Visual agnosia is a neuropsychological impairment of visual object recognition despite near-normal acuity and visual fields. A century of research has provided only a rudimentary account of the functional damage underlying this deficit. We find that the object-recognition ability of agnosic patients viewing an object directly is like that of normally-sighted observers viewing it indirectly, with peripheral vision. Thus, agnosic vision is like peripheral vision. We obtained 14 visual-object-recognition tests that are commonly used for diagnosis of visual agnosia. Our "standard" normal observer took these tests at various eccentricities in his periphery. Analyzing the published data of 32 apperceptive agnosia patients and a group of 14 posterior cortical atrophy (PCA) patients on these tests, we find that each patient's pattern of object recognition deficits is well characterized by one number, the equivalent eccentricity at which our standard observer's peripheral vision is like the central vision of the agnosic patient. In other words, each agnosic patient's equivalent eccentricity is conserved across tests. Across patients, equivalent eccentricity ranges from 4 to 40 deg, which rates severity of the visual deficit. In normal peripheral vision, the required size to perceive a simple image (e.g., an isolated letter) is limited by acuity, and that for a complex image (e.g., a face or a word) is limited by crowding. In crowding, adjacent simple objects appear unrecognizably jumbled unless their spacing exceeds the crowding distance, which grows linearly with eccentricity. Besides conservation of equivalent eccentricity across object-recognition tests, we also find conservation, from eccentricity to agnosia, of the relative susceptibility of recognition of ten visual tests. These findings show that agnosic vision is like eccentric vision. Whence crowding? Peripheral vision, strabismic amblyopia, and possibly apperceptive agnosia are all limited by crowding, making it urgent to know what drives crowding. Acuity does not (Song et al., 2014), but neural density might: neurons per deg in the crowding-relevant cortical area.

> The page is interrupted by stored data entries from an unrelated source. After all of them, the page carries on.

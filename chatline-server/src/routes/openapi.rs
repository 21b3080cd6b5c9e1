use std::sync::Arc;

use crate::{app_state::AppState, openapi::ApiDoc};
use axum::{Json, Router, routing::get};
use utoipa::OpenApi;

async fn openapi_json() -> Json<utoipa::openapi::OpenApi> {
    Json(ApiDoc::openapi())
}

pub fn openapi_routes() -> Router<Arc<AppState>> {
    Router::new().route("/openapi.json", get(openapi_json))
}
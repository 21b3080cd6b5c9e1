use shared::models::{
    ConversationKey, KeyError, Message, SendMessageRequest, Timestamp, check_identifier,
};
use thiserror::Error;
use tracing::warn;

#[derive(Debug, Clone, PartialEq, Eq, Error)]
pub enum ValidationError {
    #[error("{0} is required")]
    Missing(&'static str),
    #[error("{field} is invalid: {source}")]
    InvalidIdentifier {
        field: &'static str,
        #[source]
        source: KeyError,
    },
}

fn identifier(field: &'static str, value: &str) -> Result<(), ValidationError> {
    match check_identifier(value) {
        Ok(()) => Ok(()),
        Err(KeyError::Empty) => Err(ValidationError::Missing(field)),
        Err(source) => Err(ValidationError::InvalidIdentifier { field, source }),
    }
}

/// Checks a message is routable and returns its conversation key.
///
/// # Errors
/// Returns [`ValidationError`] when an identifier is empty or malformed, or the
/// content is blank.
pub fn validate(message: &Message) -> Result<ConversationKey, ValidationError> {
    identifier("sender_id", &message.sender_id)?;
    identifier("receiver_id", &message.receiver_id)?;
    if message.content.trim().is_empty() {
        return Err(ValidationError::Missing("content"));
    }
    message.conversation_key().map_err(|source| {
        ValidationError::InvalidIdentifier {
            field: "receiver_id",
            source,
        }
    })
}

fn build(sender_id: String, request: SendMessageRequest) -> Result<Message, ValidationError> {
    let message = Message {
        sender_id,
        sender: request.sender.unwrap_or_default(),
        receiver_id: request.receiver_id,
        content: request.content,
        timestamp: Timestamp::now(),
        msg_type: request.msg_type.unwrap_or_default(),
    };
    validate(&message)?;
    Ok(message)
}

/// Turns an HTTP submission into a timestamped message.
///
/// # Errors
/// Returns [`ValidationError`] if the request is not routable.
pub fn normalize_request(request: SendMessageRequest) -> Result<Message, ValidationError> {
    let sender_id = request.sender_id.clone();
    build(sender_id, request)
}

/// Turns a live-channel frame into a timestamped message sent by `owner`.
///
/// A frame claiming another sender is not rejected; the owner replaces it.
///
/// # Errors
/// Returns [`ValidationError`] if the frame is not routable.
pub fn normalize_frame(owner: &str, request: SendMessageRequest) -> Result<Message, ValidationError> {
    if !request.sender_id.is_empty() && request.sender_id != owner {
        warn!(
            owner,
            claimed = %request.sender_id,
            "frame sender does not match channel owner; using owner"
        );
    }
    build(owner.to_string(), request)
}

视觉失认症是一种神经心理学上的视觉物体识别障碍,尽管视力和视野接近正常。一个世纪的研究仅对这种缺陷背后的功能损伤给出了初步解释。我们发现,失认症患者直接观看物体时的物体识别能力,类似于视力正常的观察者通过周边视觉间接观看该物体时的能力。因此,失认症视觉类似于周边视觉。我们获得了14项常用于诊断视觉失认症的视觉物体识别测试。我们的“标准”正常观察者在其周边的不同偏心度下进行了这些测试。分析32名apperceptive失认症患者和一组14名后皮质萎缩(PCA)患者在这些测试中的已发表数据,我们发现每个患者的物体识别缺陷模式都可以用一个数字很好地描述,即我们的标准观察者的周边视觉类似于失认症患者中心视觉的等效偏心度。换句话说,每个失认症患者的等效偏心度在各项测试中是守恒的。在不同患者中,等效偏心度范围为4至40度,这衡量了视觉缺陷的严重程度。在正常周边视觉中,感知简单图像(例如单个字母)所需的大小受视力限制,而对于复杂图像(例如面部或单词)则受拥挤效应限制。在拥挤效应中,相邻的简单物体除非其间距超过拥挤距离,否则会显得杂乱无章而无法辨认,拥挤距离随偏心度线性增加。除了在物体识别测试中等效偏心度的守恒外,我们还发现从偏心度到失认症,十种视觉测试识别的相对易感性也存在守恒。这些发现表明失认症视觉类似于偏心视觉。那么拥挤效应是怎么回事呢?周边视觉、斜视性弱视以及可能的apperceptive失认症都受拥挤效应限制,因此迫切需要了解是什么驱动了拥挤效应。视力并非如此(Song等人,2014年),但神经密度可能是:拥挤相关皮质区域中每度的神经元数量。